═════ Available data

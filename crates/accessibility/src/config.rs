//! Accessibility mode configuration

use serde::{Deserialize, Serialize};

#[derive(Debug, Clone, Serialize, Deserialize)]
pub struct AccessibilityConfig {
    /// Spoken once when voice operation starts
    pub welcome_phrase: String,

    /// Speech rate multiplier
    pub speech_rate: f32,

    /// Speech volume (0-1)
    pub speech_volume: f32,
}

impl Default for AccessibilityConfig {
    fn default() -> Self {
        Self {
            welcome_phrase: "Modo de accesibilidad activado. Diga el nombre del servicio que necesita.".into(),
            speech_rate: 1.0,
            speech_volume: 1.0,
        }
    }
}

══════════

• **What the task asks**: Write out every line, unchanged, from the one containing "#[derive(Debug, Clone, Serialize, Deserialize)]" through the closing line of the data.

• **Worked solution**:
#[derive(Debug, Clone, Serialize, Deserialize)]
pub struct AccessibilityConfig {
    /// Spoken once when voice operation starts
    pub welcome_phrase: String,

    /// Speech rate multiplier
    pub speech_rate: f32,

    /// Speech volume (0-1)
    pub speech_volume: f32,
}

impl Default for AccessibilityConfig {
    fn default() -> Self {
        Self {
            welcome_phrase: "Modo de accesibilidad activado. Diga el nombre del servicio que necesita.".into(),
            speech_rate: 1.0,
            speech_volume: 1.0,
        }
    }
}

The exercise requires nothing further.